O povo Yanomami compreende um conjunto cultural e linguístico constituído por quatro subgrupos adjacentes que vivem nos estados de Roraima e Amazonas, assim como na Venezuela. Além dos Yanomami, vivem no território o povo Ye’kuana, de língua Karib e povos isolados. Em dados de 2011, sua população total era de mais de 19 mil pessoas. Embora seu território tenha sido criado em 1991, no Brasil, os conflitos com os garimpeiros persistem desde então, recebendo atenção intermitente e ineficaz por parte do Estado brasileiro. Uma das maiores crises deflagradas pela invasão de garimpeiros em território Yanomami ocorreu em 1993, num episódio conhecido por massacre de Haximu.

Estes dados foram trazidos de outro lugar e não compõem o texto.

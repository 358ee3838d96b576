use std::{
    fmt,
    str::FromStr,
    sync::{Mutex, PoisonError},
};

use serde::{Deserialize, Serialize};

use crate::Status;

/// Identifier for a queued letter
///
/// A ULID, so identifiers are unique without coordination and sort
/// lexicographically by creation time. Storage backends rely on that
/// ordering to hand out the oldest awaiting letter first.
///
/// IDs generated by one process are strictly increasing, even within the
/// same millisecond.
#[derive(Debug, Clone, Copy, PartialEq, Eq, Hash, PartialOrd, Ord)]
pub struct JobId {
    id: ulid::Ulid,
}

impl JobId {
    /// Create a new letter ID from a ULID
    #[must_use]
    pub const fn new(id: ulid::Ulid) -> Self {
        Self { id }
    }

    /// Generate a new unique letter ID
    #[must_use]
    pub fn generate() -> Self {
        static GENERATOR: Mutex<ulid::Generator> = Mutex::new(ulid::Generator::new());

        let id = GENERATOR
            .lock()
            .unwrap_or_else(PoisonError::into_inner)
            .generate()
            .unwrap_or_else(|_| ulid::Ulid::new());

        Self { id }
    }

    #[must_use]
    pub const fn ulid(&self) -> ulid::Ulid {
        self.id
    }

    /// Milliseconds since the Unix epoch at which this ID was generated
    #[must_use]
    pub const fn timestamp_ms(&self) -> u64 {
        self.id.timestamp_ms()
    }
}

impl fmt::Display for JobId {
    fn fmt(&self, f: &mut fmt::Formatter<'_>) -> fmt::Result {
        write!(f, "{}", self.id)
    }
}

impl FromStr for JobId {
    type Err = ulid::DecodeError;

    fn from_str(s: &str) -> Result<Self, Self::Err> {
        ulid::Ulid::from_string(s).map(Self::new)
    }
}

impl Serialize for JobId {
    fn serialize<S>(&self, serializer: S) -> Result<S::Ok, S::Error>
    where
        S: serde::Serializer,
    {
        serializer.serialize_str(&self.id.to_string())
    }
}

impl<'de> Deserialize<'de> for JobId {
    fn deserialize<D>(deserializer: D) -> Result<Self, D::Error>
    where
        D: serde::Deserializer<'de>,
    {
        let s = String::deserialize(deserializer)?;
        s.parse().map_err(serde::de::Error::custom)
    }
}

/// A unit of outbound mail work
///
/// This is the value that crosses every boundary in the pipeline: it
/// arrives from the event bridge, is persisted by storage, is handed to a
/// delivery worker and is finally published back to the bridge with its
/// terminal status. `token` is the bridge's correlation key and is carried
/// through untouched.
#[derive(Debug, Clone, PartialEq, Eq, Serialize, Deserialize)]
pub struct Letter {
    pub id: JobId,
    pub addresses: Vec<String>,
    #[serde(default)]
    pub subject: String,
    #[serde(default)]
    pub body: String,
    #[serde(default)]
    pub token: String,
    #[serde(default)]
    pub status: Status,
}

impl Letter {
    /// Create a new awaiting letter with a freshly generated ID
    pub fn new<A, S>(addresses: A, subject: impl Into<String>, body: impl Into<String>) -> Self
    where
        A: IntoIterator<Item = S>,
        S: Into<String>,
    {
        Self {
            id: JobId::generate(),
            addresses: addresses.into_iter().map(Into::into).collect(),
            subject: subject.into(),
            body: body.into(),
            token: String::new(),
            status: Status::Awaiting,
        }
    }

    #[must_use]
    pub fn with_token(mut self, token: impl Into<String>) -> Self {
        self.token = token.into();
        self
    }

    #[must_use]
    pub const fn with_status(mut self, status: Status) -> Self {
        self.status = status;
        self
    }
}
//! SMTP client implementation with support for implicit TLS and STARTTLS.

use std::sync::Arc;

use mailsender_common::tracing;
use tokio::{
    io::{AsyncReadExt, AsyncWriteExt},
    net::TcpStream,
};
use tokio_rustls::{
    TlsConnector,
    rustls::{
        ClientConfig, DigitallySignedStruct, RootCertStore, SignatureScheme,
        client::danger::{HandshakeSignatureValid, ServerCertVerified, ServerCertVerifier},
        pki_types::{CertificateDer, ServerName, UnixTime},
    },
};

use super::{
    error::{ClientError, Result},
    message::{base64_encode, dot_stuff},
    response::Response,
};

/// Initial size of the read buffer for SMTP responses.
const BUFFER_SIZE: usize = 8192;

/// Maximum size of the read buffer to prevent unbounded growth (1MB).
const MAX_BUFFER_SIZE: usize = 1024 * 1024;

enum ClientConnection {
    Plain(TcpStream),
    Tls(Box<tokio_rustls::client::TlsStream<TcpStream>>),
}

impl ClientConnection {
    async fn send(&mut self, data: &[u8]) -> Result<()> {
        match self {
            Self::Plain(stream) => stream.write_all(data).await?,
            Self::Tls(stream) => stream.write_all(data).await?,
        }
        Ok(())
    }

    async fn flush(&mut self) -> Result<()> {
        match self {
            Self::Plain(stream) => stream.flush().await?,
            Self::Tls(stream) => stream.flush().await?,
        }
        Ok(())
    }

    async fn read(&mut self, buf: &mut [u8]) -> Result<usize> {
        let n = match self {
            Self::Plain(stream) => stream.read(buf).await?,
            Self::Tls(stream) => stream.read(buf).await?,
        };
        if n == 0 {
            return Err(ClientError::ConnectionClosed);
        }
        Ok(n)
    }

    async fn upgrade_to_tls(self, domain: &str, accept_invalid_certs: bool) -> Result<Self> {
        let Self::Plain(stream) = self else {
            return Err(ClientError::TlsError(
                "Connection is already TLS".to_string(),
            ));
        };

        let mut root_store = RootCertStore::empty();

        let certs = rustls_native_certs::load_native_certs();
        for cert in certs.certs {
            root_store
                .add(cert)
                .map_err(|e| ClientError::TlsError(format!("Failed to add certificate: {e}")))?;
        }
        if !certs.errors.is_empty() {
            tracing::warn!(?certs.errors, "Some certificates could not be loaded");
        }

        let mut config = ClientConfig::builder()
            .with_root_certificates(root_store)
            .with_no_client_auth();

        if accept_invalid_certs {
            config
                .dangerous()
                .set_certificate_verifier(Arc::new(NoVerifier));
        }

        let connector = TlsConnector::from(Arc::new(config));
        let server_name = ServerName::try_from(domain.to_string())
            .map_err(|e| ClientError::TlsError(format!("Invalid domain: {e}")))?;

        let tls_stream = connector
            .connect(server_name, stream)
            .await
            .map_err(|e| ClientError::TlsError(e.to_string()))?;

        Ok(Self::Tls(Box::new(tls_stream)))
    }
}

/// A certificate verifier that accepts all certificates (for testing only).
#[derive(Debug)]
struct NoVerifier;

impl ServerCertVerifier for NoVerifier {
    fn verify_server_cert(
        &self,
        _end_entity: &CertificateDer<'_>,
        _intermediates: &[CertificateDer<'_>],
        _server_name: &ServerName<'_>,
        _ocsp_response: &[u8],
        _now: UnixTime,
    ) -> std::result::Result<ServerCertVerified, tokio_rustls::rustls::Error> {
        Ok(ServerCertVerified::assertion())
    }

    fn verify_tls12_signature(
        &self,
        _message: &[u8],
        _cert: &CertificateDer<'_>,
        _dss: &DigitallySignedStruct,
    ) -> std::result::Result<HandshakeSignatureValid, tokio_rustls::rustls::Error> {
        Ok(HandshakeSignatureValid::assertion())
    }

    fn verify_tls13_signature(
        &self,
        _message: &[u8],
        _cert: &CertificateDer<'_>,
        _dss: &DigitallySignedStruct,
    ) -> std::result::Result<HandshakeSignatureValid, tokio_rustls::rustls::Error> {
        Ok(HandshakeSignatureValid::assertion())
    }

    fn supported_verify_schemes(&self) -> Vec<SignatureScheme> {
        vec![
            SignatureScheme::RSA_PKCS1_SHA256,
            SignatureScheme::RSA_PSS_SHA256,
            SignatureScheme::ECDSA_NISTP256_SHA256,
            SignatureScheme::ED25519,
        ]
    }
}

/// An SMTP client for sending commands and receiving responses.
///
/// Command methods return the server's reply as-is; callers decide which
/// codes are acceptable (see [`Response::ensure`]). The exception is
/// [`SmtpClient::auth_plain`], which fails unless the server answers `235`.
pub struct SmtpClient {
    connection: Option<ClientConnection>,
    buffer: Vec<u8>,
    buffer_pos: usize,
    server_domain: String,
    accept_invalid_certs: bool,
}

impl std::fmt::Debug for SmtpClient {
    fn fmt(&self, f: &mut std::fmt::Formatter<'_>) -> std::fmt::Result {
        f.debug_struct("SmtpClient")
            .field("server_domain", &self.server_domain)
            .field("connected", &self.connection.is_some())
            .field("tls", &self.is_tls())
            .finish_non_exhaustive()
    }
}

impl SmtpClient {
    /// Open a plain TCP connection to `addr`.
    ///
    /// `server_domain` is the name checked against the server certificate if
    /// the session is later upgraded with STARTTLS.
    ///
    /// # Errors
    ///
    /// Returns an error if the connection fails.
    pub async fn connect(addr: &str, server_domain: String) -> Result<Self> {
        let stream = TcpStream::connect(addr).await?;

        Ok(Self {
            connection: Some(ClientConnection::Plain(stream)),
            buffer: vec![0u8; BUFFER_SIZE],
            buffer_pos: 0,
            server_domain,
            accept_invalid_certs: false,
        })
    }

    /// Open a connection that is TLS from the first byte (SMTPS, port 465).
    ///
    /// # Errors
    ///
    /// Returns an error if the connection or TLS handshake fails.
    pub async fn connect_tls(
        addr: &str,
        server_domain: String,
        accept_invalid_certs: bool,
    ) -> Result<Self> {
        let mut client = Self::connect(addr, server_domain)
            .await?
            .accept_invalid_certs(accept_invalid_certs);

        let connection = client
            .connection
            .take()
            .ok_or(ClientError::ConnectionClosed)?;
        client.connection = Some(
            connection
                .upgrade_to_tls(&client.server_domain, accept_invalid_certs)
                .await?,
        );

        Ok(client)
    }

    /// Sets whether to accept invalid TLS certificates.
    ///
    /// Default is `false`. Set to `true` for testing only.
    #[must_use]
    pub const fn accept_invalid_certs(mut self, accept: bool) -> Self {
        self.accept_invalid_certs = accept;
        self
    }

    #[must_use]
    pub const fn is_tls(&self) -> bool {
        matches!(self.connection, Some(ClientConnection::Tls(_)))
    }

    /// Reads the initial server greeting (220 response).
    ///
    /// # Errors
    ///
    /// Returns an error if reading fails.
    pub async fn read_greeting(&mut self) -> Result<Response> {
        self.read_response().await
    }

    /// Sends a command to the server without waiting for the reply.
    ///
    /// # Errors
    ///
    /// Returns an error if sending fails.
    pub async fn send_command(&mut self, command: &str) -> Result<()> {
        let connection = self
            .connection
            .as_mut()
            .ok_or(ClientError::ConnectionClosed)?;
        connection.send(format!("{command}\r\n").as_bytes()).await?;
        connection.flush().await
    }

    /// Sends a raw command and reads the response.
    ///
    /// # Errors
    ///
    /// Returns an error if sending or reading fails.
    pub async fn command(&mut self, command: &str) -> Result<Response> {
        self.send_command(command).await?;
        self.read_response().await
    }

    /// # Errors
    ///
    /// Returns an error if the command fails.
    pub async fn ehlo(&mut self, domain: &str) -> Result<Response> {
        self.command(&format!("EHLO {domain}")).await
    }

    /// # Errors
    ///
    /// Returns an error if the command fails.
    pub async fn helo(&mut self, domain: &str) -> Result<Response> {
        self.command(&format!("HELO {domain}")).await
    }

    /// Authenticate with the PLAIN mechanism (RFC 4616).
    ///
    /// # Errors
    ///
    /// Returns [`ClientError::SmtpError`] if the server rejects the
    /// credentials, or an I/O error.
    pub async fn auth_plain(&mut self, username: &str, password: &str) -> Result<Response> {
        let token = base64_encode(format!("\0{username}\0{password}").as_bytes());
        self.command(&format!("AUTH PLAIN {token}"))
            .await?
            .ensure(235..236)
    }

    /// # Errors
    ///
    /// Returns an error if the command fails.
    pub async fn mail_from(&mut self, from: &str) -> Result<Response> {
        self.command(&format!("MAIL FROM:<{from}>")).await
    }

    /// # Errors
    ///
    /// Returns an error if the command fails.
    pub async fn rcpt_to(&mut self, to: &str) -> Result<Response> {
        self.command(&format!("RCPT TO:<{to}>")).await
    }

    /// # Errors
    ///
    /// Returns an error if the command fails.
    pub async fn data(&mut self) -> Result<Response> {
        self.command("DATA").await
    }

    /// Sends the message content, dot-stuffed, followed by the end-of-data
    /// marker.
    ///
    /// # Errors
    ///
    /// Returns an error if sending fails.
    pub async fn send_data(&mut self, data: &str) -> Result<Response> {
        let connection = self
            .connection
            .as_mut()
            .ok_or(ClientError::ConnectionClosed)?;

        let stuffed = dot_stuff(data);
        connection.send(stuffed.as_bytes()).await?;

        if !stuffed.ends_with("\r\n") {
            connection.send(b"\r\n").await?;
        }

        connection.send(b".\r\n").await?;
        connection.flush().await?;

        self.read_response().await
    }

    /// # Errors
    ///
    /// Returns an error if the command fails.
    pub async fn quit(&mut self) -> Result<Response> {
        let response = self.command("QUIT").await;
        self.connection = None;
        response
    }

    /// Sends STARTTLS and, if accepted, upgrades the connection to TLS.
    ///
    /// # Errors
    ///
    /// Returns an error if STARTTLS fails or TLS upgrade fails.
    pub async fn starttls(&mut self) -> Result<Response> {
        let response = self.command("STARTTLS").await?;

        if response.is_success() {
            let connection = self
                .connection
                .take()
                .ok_or(ClientError::ConnectionClosed)?;

            // Anything buffered before the handshake belongs to the plain session
            self.buffer_pos = 0;
            self.connection = Some(
                connection
                    .upgrade_to_tls(&self.server_domain, self.accept_invalid_certs)
                    .await?,
            );
        }

        Ok(response)
    }

    /// Sends RSET to abort the current transaction.
    ///
    /// # Errors
    ///
    /// Returns an error if the command fails.
    pub async fn rset(&mut self) -> Result<Response> {
        self.command("RSET").await
    }

    /// Reads a complete SMTP response from the server.
    ///
    /// # Errors
    ///
    /// Returns an error if reading fails or the response is malformed.
    async fn read_response(&mut self) -> Result<Response> {
        loop {
            if let Some((response, consumed)) =
                Response::parse_response(&self.buffer[..self.buffer_pos])?
            {
                self.buffer.copy_within(consumed..self.buffer_pos, 0);
                self.buffer_pos -= consumed;

                tracing::trace!(code = response.code, "SMTP reply");

                return Ok(response);
            }

            if self.buffer_pos >= self.buffer.len() {
                let new_size = self.buffer.len() * 2;
                if new_size > MAX_BUFFER_SIZE {
                    return Err(ClientError::ParseError(format!(
                        "Response too large (exceeds {MAX_BUFFER_SIZE} bytes)"
                    )));
                }
                self.buffer.resize(new_size, 0);
            }

            let connection = self
                .connection
                .as_mut()
                .ok_or(ClientError::ConnectionClosed)?;
            let n = connection.read(&mut self.buffer[self.buffer_pos..]).await?;
            self.buffer_pos += n;
        }
    }
}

Na ocasião, 16 pessoas, a maioria crianças, mulheres e idosos, foram brutalmente assassinados.
Ao longo dos anos, antropólogo/as têm produzido inúmeros materiais etnográficos sobre os Yanomami, muitos dos quais mobilizados nas ações e denúncias da ABA sobre as violações de direitos a esse povo. Nos últimos quatro anos, essas denúncias se intensificaram na medida em que a violência contra os Yanomami também escalou de forma brutal. Em março de 2019, denunciamos com a Abrasco o desmonte do subsistema de saúde junto à população indígena. Em audiência pública na Câmara dos Deputados, em abril de 2020, já na pandemia de covid-19, afirmamos que a chegada da pandemia se deparava com desmonte nas políticas de saúde, entre elas a demissão de profissionais da antropologia nas equipes multidisciplinares de assistência básica a estes Povos.
Alertamos sobre as consequências das fake news sobre a vacina junto à população indígena entre outras. Em maio de 2021, chamamos a atenção sobre o risco de genocídio dos povos isolados e um ano mais tarde, em maio de 2022, sobre o risco de genocídio na terra Indígena Yanomami e Ye’kuana. As denúncias relacionavam, desde então, a invasão da TIYY pelo garimpo ilegal, a contaminação por mercúrio, a desestruturação dos serviços de saúde, o aumento de violência nas comunidades, as violações sexuais, a fome e a desnutrição, o aumento exponencial dos casos de malária, situações nas quais mulheres, idosos, idosas e crianças são as mais vulnerabilizadas.
Diante da reportagem realizada pelas jornalistas Ana Maria Machado, Talita Bedinelli e Eliane Brum no Sumaúma – Jornalismo do centro do mundo, em 20/01/2023, e de sua repercussão, vimos informar que as notas produzidas pela ABA e outras associações científicas, acima indicadas, são documentos públicos, muitos dos quais enviados às autoridades, que estavam, portanto, cientes da grave situação dos Povos Yanomami e Ye’kuana. Assim como os documentos elaborados pela associação Hutukara Yanomami ao longo destes últimos anos.
A retirada dos invasores, o atendimento à saúde e a segurança alimentar são ações urgentes. É uma Emergência em Saúde Pública de Importância Nacional (ESPIN), tal como declarada pela Portaria GM/MS nº 28 de 20 de janeiro de 2023, da ministra da Saúde [Nísia Trindade]. Esta situação requer a abertura de inquérito policial para apurar o crime de genocídio e crimes ambientais na Terra Indígena Yanomami, como determinado pelo ministro da Justiça e Segurança Pública [Flávio Dino]. A criação do Comitê de Coordenação Nacional para Enfrentamento à Desassistência Sanitária das Populações em Território Yanomami, decretada pelo presidente da República, é igualmente importante. Todas as medidas governamentais são urgentes e indispensáveis, inclusive a descontaminação de rios e solo, envenenados pelo mercúrio garimpeiro. Mas também é urgente e indispensável que a sociedade brasileira esteja informada e mobilizada para a defesa da vida e de todos os direitos dos povos originários.
Além disso, ressaltamos que as imagens tornadas públicas se referem apenas a uma parcela da situação instaurada entre os Yanomami. Ainda não há informações sobre a totalidade da área atingida e de suas consequências, bem como sobre a preocupante situação dos povos indígenas em isolamento voluntário que vivem na TIYY. Lembramos ainda que, além do plano emergencial, serão necessários planos de médio e longo prazos que assegurem a estabilidade territorial e sanitária necessária para a sustentabilidade dos modos de vida Yanomami e Ye’kuana.
A Associação Brasileira de Antropologia, nesta oportunidade, rememora a condenação do ex-presidente Jair Bolsonaro pelo Tribunal Permanente dos Povos, em 2022, e alia-se às iniciativas da Associação dos Povos Indígenas do Brasil (APIB), da Comissão Arns e do Coletivo de Advocacia em Direitos Humanos (CADHu) nas denúncias já realizadas por crime de genocídio e crimes contra a humanidade, junto ao Tribunal Penal Internacional.